LAPD Capt. Jon Peters, who heads the Pacific Division, denies any intimacy between Thompson and beach police brass claimed by Dawna. "She doesn't work for me. I'm not employing her," he says. "She's a community member on a private venture. I have no control or authority over her."

The department has no place investigating Thompson's past, Peters says, no matter how Dawna continues to heckle.

Critics of Thompson's war on grime and crime see a conspiracy between her and the LAPD to sanitize Venice of its homeless characters and urban grit.
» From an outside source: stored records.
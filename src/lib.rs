//! stencil-vdom - Template skeletons with positional memories and minimal commits
//!
//! ## Core Concepts
//!
//! A view is written as a fragment sequence plus values. The fragments are
//! compiled once into a marker-annotated **skeleton**; every dynamic position
//! in it is recorded once as a path-addressed **memory**. Rendering clones
//! the skeleton into a host tree, and each later commit compares the new
//! values with the retained ones and edits only the positions that changed.
//!
//! ## Modules
//! - `compiler`: fragment sequence → marker-annotated markup
//! - `parse`: markup → template tree
//! - `memory`: template tree → memory list
//! - `registry`: skeleton cache keyed by fragment signature
//! - `commit`: live instances and the commit engine
//! - `keyed`: keyed list reconciliation
//! - `algo`: shortest edit script, stable hashing
//! - `host`, `node`: the host tree trait and the bundled arena `Dom`
//! - `observable`, `view`: explicit state and the glue that re-renders it
//!
//! ## Usage
//!
//! ```ignore
//! use stencil_vdom::prelude::*;
//!
//! let registry = Registry::new();
//! let mut dom = Dom::new();
//!
//! let greet = |name: &str| template!("<p class=\"greeting\">" [name] "</p>");
//!
//! let mut instance = LiveInstance::render(&mut dom, &registry, &greet("Hi"))?;
//! instance.mount(&mut dom, dom.document())?;
//!
//! // One `SetText`, nothing else
//! instance.update(&mut dom, &registry, &greet("Bye"))?;
//! ```

#[macro_use]
mod macros;

/// Algorithms: edit script, stable hashing
pub mod algo;

/// Attribute storage
pub mod attr;

/// Live instances and the commit engine
pub mod commit;

/// Fragment sequence compiler
pub mod compiler;

/// Error types
pub mod error;

/// Host tree abstraction
pub mod host;

/// Generation-stamped node handles
pub mod id;

/// Keyed list reconciliation
mod keyed;

/// Marker tokens
pub mod marker;

/// Memory extraction
pub mod memory;

/// Node types: template tree and arena Dom
pub mod node;

/// Observable state
pub mod observable;

/// Markup parser
pub mod parse;

/// Prelude for common imports
pub mod prelude;

/// Skeleton registry
pub mod registry;

/// HTML rendering of the arena Dom
pub mod render;

/// Dynamic values
pub mod value;

/// Observable-driven views
pub mod view;

// =============================================================================
// Re-exports
// =============================================================================

// Error types
pub use error::{StencilError, StencilResult};

// Values
pub use value::{template, DynamicValue, Event, Handler, KeyedList, ListStrategy, Primitive, TemplateResult};

// Compilation
pub use compiler::{compile, CompileOptions, CompiledMarkup, SlotKind};
pub use memory::{Memory, MemoryKind};
pub use registry::{Registry, RegistryStats, SharedRegistry, Skeleton, SkeletonKey};

// Commit
pub use commit::{changed, CommitStats, LiveInstance};
pub use view::View;

// Host
pub use host::Host;
pub use id::NodeId;
pub use node::{Dom, Mutation};

// State
pub use observable::{Observable, SubscriptionId};

// Algorithms
pub use algo::{diff_sequences, EditOp, EditScript, StableHasher};
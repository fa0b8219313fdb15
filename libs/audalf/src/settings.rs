//! # Codec Settings
//!
//! Policy consumed by the encoder and decoder. Both structs are plain serde
//! data with defaults, so they can be embedded in a tool's config file.

use std::collections::HashMap;

use serde::{Deserialize, Serialize};

use crate::tag::ValueKind;

/// How timestamps are written
#[derive(Debug, Clone, Copy, Default, PartialEq, Eq, Serialize, Deserialize)]
#[serde(rename_all = "snake_case")]
pub enum TimestampFormat {
    /// Signed 64-bit count of seconds since the Unix epoch, UTC
    UnixSeconds,
    /// Signed 64-bit count of milliseconds since the Unix epoch, UTC
    UnixMilliseconds,
    /// ISO-8601 text with 100ns precision, stored like a string payload
    #[default]
    Iso8601,
}

/// Shape of a decoded timestamp when the requested type does not decide it
#[derive(Debug, Clone, Copy, Default, PartialEq, Eq, Serialize, Deserialize)]
#[serde(rename_all = "snake_case")]
pub enum TimestampShape {
    /// `Value::DateTime`, wall-clock time in UTC without an offset
    #[default]
    Naive,
    /// `Value::DateTimeOffset`, carrying the stored offset (UTC for epoch formats)
    OffsetAware,
}

/// Encoder settings
#[derive(Debug, Clone, Copy, Default, PartialEq, Eq, Serialize, Deserialize)]
#[serde(default)]
pub struct SerializationSettings {
    pub timestamp_format: TimestampFormat,
}

impl SerializationSettings {
    pub fn with_timestamp_format(timestamp_format: TimestampFormat) -> Self {
        Self { timestamp_format }
    }
}

/// Decoder settings
#[derive(Debug, Clone, Copy, Default, PartialEq, Eq, Serialize, Deserialize)]
#[serde(default)]
pub struct DeserializationSettings {
    pub timestamp_shape: TimestampShape,
}

impl DeserializationSettings {
    pub fn with_timestamp_shape(timestamp_shape: TimestampShape) -> Self {
        Self { timestamp_shape }
    }
}

/// Explicit per-key value types for map encoding
///
/// Needed whenever a map's values are heterogeneous or may be absent: the wire
/// format stores one tag per value, and an absent value carries no runtime type
/// to infer it from.
pub type ValueTypes<K> = HashMap<K, ValueKind>;

#[cfg(test)]
mod tests {
    use super::*;

    #[test]
    fn test_defaults() {
        assert_eq!(
            SerializationSettings::default().timestamp_format,
            TimestampFormat::Iso8601
        );
        assert_eq!(
            DeserializationSettings::default().timestamp_shape,
            TimestampShape::Naive
        );
    }

    #[test]
    fn test_settings_serde_snake_case() {
        let settings = SerializationSettings::with_timestamp_format(TimestampFormat::UnixMilliseconds);
        let json = serde_json::to_string(&settings).unwrap();
        assert_eq!(json, r#"{"timestamp_format":"unix_milliseconds"}"#);

        let parsed: DeserializationSettings =
            serde_json::from_str(r#"{"timestamp_shape":"offset_aware"}"#).unwrap();
        assert_eq!(parsed.timestamp_shape, TimestampShape::OffsetAware);

        // Missing fields fall back to defaults
        let empty: SerializationSettings = serde_json::from_str("{}").unwrap();
        assert_eq!(empty, SerializationSettings::default());
    }
}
Almost all of them refuse to criticize her publicly, citing fear of repercussions within the cramped community.

But Peters insists there is "no type of relationship where [Thompson] calls me and gets special information." As for officers down the chain of command, "I can't attest to those relationships," he says. "But there are no official relationships."

Her few thousand followers on Twitter — most of whom fall somewhere on the outskirts of the town's hotheaded, overdramatic core — often tweet back their gratitude for Venice 311's timely explanations of every last siren and midnight helicopter racket.